=== AVAILABLE DATA ===

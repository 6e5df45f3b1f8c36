//! Pinecone data-plane REST adapter.
//!
//! Upserts go to `POST {indexHost}/vectors/upsert`. Pinecone replaces records
//! whose id already exists in the namespace, which is what makes re-running
//! an indexing step safe.

use crate::http::{self, Remote};
use reqwest::header::{HeaderMap, HeaderValue};
use repo_indexer_config::VectorStoreConfig;
use repo_indexer_ports::{
    BoxFuture, UpsertRequest, VectorRecord, VectorRecordMetadata, VectorStorePort,
    VectorStoreProviderInfo,
};
use repo_indexer_shared::{ErrorCode, ErrorEnvelope, RequestContext, Result, SecretString};
use serde::{Deserialize, Serialize};

const HEADER_API_KEY: &str = "api-key";
const HEADER_API_VERSION: &str = "x-pinecone-api-version";
const API_VERSION: &str = "2024-07";
const REMOTE: Remote = Remote {
    name: "Pinecone",
    namespace: "vector_store",
    slug: "pinecone",
};

/// Pinecone adapter configuration.
#[derive(Debug, Clone)]
pub struct PineconeVectorStoreConfig {
    /// API key sent as `Api-Key`.
    pub api_key: SecretString,
    /// Index name, reported in provider info.
    pub index_name: Box<str>,
    /// Data-plane host of the index (`https://<index>-<project>.svc.<env>.pinecone.io`).
    pub index_host: Box<str>,
    /// Request timeout in milliseconds.
    pub timeout_ms: u64,
}

impl PineconeVectorStoreConfig {
    /// Build from the vector store config plus an API key.
    pub fn from_vector_store_config(
        api_key: SecretString,
        config: &VectorStoreConfig,
    ) -> Result<Self> {
        let index_host = config.index_host.clone().ok_or_else(|| {
            ErrorEnvelope::expected(
                ErrorCode::new("config", "missing_field"),
                "vectorStore.indexHost is required for pinecone",
            )
        })?;
        Ok(Self {
            api_key,
            index_name: config.index_name.clone(),
            index_host,
            timeout_ms: config.timeout_ms,
        })
    }
}

/// Pinecone vector store adapter.
pub struct PineconeVectorStore {
    provider: VectorStoreProviderInfo,
    client: reqwest::Client,
    upsert_endpoint: Box<str>,
}

impl PineconeVectorStore {
    /// Create a new Pinecone adapter.
    pub fn new(config: &PineconeVectorStoreConfig) -> Result<Self> {
        let api_key = http::normalize_required("api key", config.api_key.expose())?;
        let index_host = http::normalize_base_url("index host", &config.index_host)?;
        let index_name = http::normalize_required("index name", &config.index_name)?;

        let mut headers = HeaderMap::new();
        http::insert_sensitive(&mut headers, HEADER_API_KEY, &api_key, "api key")?;
        headers.insert(HEADER_API_VERSION, HeaderValue::from_static(API_VERSION));
        let client = http::build_client(REMOTE, config.timeout_ms, headers)?;

        Ok(Self {
            provider: VectorStoreProviderInfo {
                id: "pinecone".into(),
                index_name,
            },
            client,
            upsert_endpoint: format!("{index_host}/vectors/upsert").into(),
        })
    }

    async fn upsert_records(&self, ctx: &RequestContext, request: UpsertRequest) -> Result<()> {
        const OPERATION: &str = "pinecone.upsert";
        ctx.ensure_not_cancelled(OPERATION)?;
        if request.records.is_empty() {
            return Ok(());
        }

        let sent = request.records.len();
        let body = PineconeUpsertRequest {
            vectors: request.records.iter().map(PineconeVector::from).collect(),
            namespace: request.namespace.as_str(),
        };
        let builder = self.client.post(self.upsert_endpoint.as_ref()).json(&body);
        let response: PineconeUpsertResponse = http::execute(ctx, REMOTE, builder, OPERATION)
            .await?
            .into_json(REMOTE)?;

        if response.upserted_count.is_some_and(|count| count != sent) {
            tracing::warn!(
                namespace = %request.namespace,
                sent,
                upserted = response.upserted_count,
                "pinecone acknowledged a different record count"
            );
        }
        Ok(())
    }
}

impl VectorStorePort for PineconeVectorStore {
    fn provider(&self) -> &VectorStoreProviderInfo {
        &self.provider
    }

    fn upsert(&self, ctx: &RequestContext, request: UpsertRequest) -> BoxFuture<'_, Result<()>> {
        let ctx = ctx.clone();
        Box::pin(async move { self.upsert_records(&ctx, request).await })
    }
}

#[derive(Debug, Serialize)]
struct PineconeUpsertRequest<'a> {
    vectors: Vec<PineconeVector<'a>>,
    namespace: &'a str,
}

#[derive(Debug, Serialize)]
struct PineconeVector<'a> {
    id: &'a str,
    values: &'a [f32],
    metadata: &'a VectorRecordMetadata,
}

impl<'a> From<&'a VectorRecord> for PineconeVector<'a> {
    fn from(record: &'a VectorRecord) -> Self {
        Self {
            id: record.id.as_str(),
            values: record.values.as_slice(),
            metadata: &record.metadata,
        }
    }
}

#[derive(Debug, Deserialize)]
#[serde(rename_all = "camelCase")]
struct PineconeUpsertResponse {
    #[serde(default)]
    upserted_count: Option<usize>,
}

===

Starting with the first line of the listing above, copy each line exactly until you have copied the line containing "pub fn new(config: &PineconeVectorStoreConfig)". Stop there.

repository 6e5df45f3b1f8c36
//! Pinecone data-plane REST adapter.
//!
//! Upserts go to `POST {indexHost}/vectors/upsert`. Pinecone replaces records
//! whose id already exists in the namespace, which is what makes re-running
//! an indexing step safe.

use crate::http::{self, Remote};
use reqwest::header::{HeaderMap, HeaderValue};
use repo_indexer_config::VectorStoreConfig;
use repo_indexer_ports::{
    BoxFuture, UpsertRequest, VectorRecord, VectorRecordMetadata, VectorStorePort,
    VectorStoreProviderInfo,
};
use repo_indexer_shared::{ErrorCode, ErrorEnvelope, RequestContext, Result, SecretString};
use serde::{Deserialize, Serialize};

const HEADER_API_KEY: &str = "api-key";
const HEADER_API_VERSION: &str = "x-pinecone-api-version";
const API_VERSION: &str = "2024-07";
const REMOTE: Remote = Remote {
    name: "Pinecone",
    namespace: "vector_store",
    slug: "pinecone",
};

/// Pinecone adapter configuration.
#[derive(Debug, Clone)]
pub struct PineconeVectorStoreConfig {
    /// API key sent as `Api-Key`.
    pub api_key: SecretString,
    /// Index name, reported in provider info.
    pub index_name: Box<str>,
    /// Data-plane host of the index (`https://<index>-<project>.svc.<env>.pinecone.io`).
    pub index_host: Box<str>,
    /// Request timeout in milliseconds.
    pub timeout_ms: u64,
}

impl PineconeVectorStoreConfig {
    /// Build from the vector store config plus an API key.
    pub fn from_vector_store_config(
        api_key: SecretString,
        config: &VectorStoreConfig,
    ) -> Result<Self> {
        let index_host = config.index_host.clone().ok_or_else(|| {
            ErrorEnvelope::expected(
                ErrorCode::new("config", "missing_field"),
                "vectorStore.indexHost is required for pinecone",
            )
        })?;
        Ok(Self {
            api_key,
            index_name: config.index_name.clone(),
            index_host,
            timeout_ms: config.timeout_ms,
        })
    }
}

/// Pinecone vector store adapter.
pub struct PineconeVectorStore {
    provider: VectorStoreProviderInfo,
    client: reqwest::Client,
    upsert_endpoint: Box<str>,
}

impl PineconeVectorStore {
    /// Create a new Pinecone adapter.
    pub fn new(config: &PineconeVectorStoreConfig) -> Result<Self> {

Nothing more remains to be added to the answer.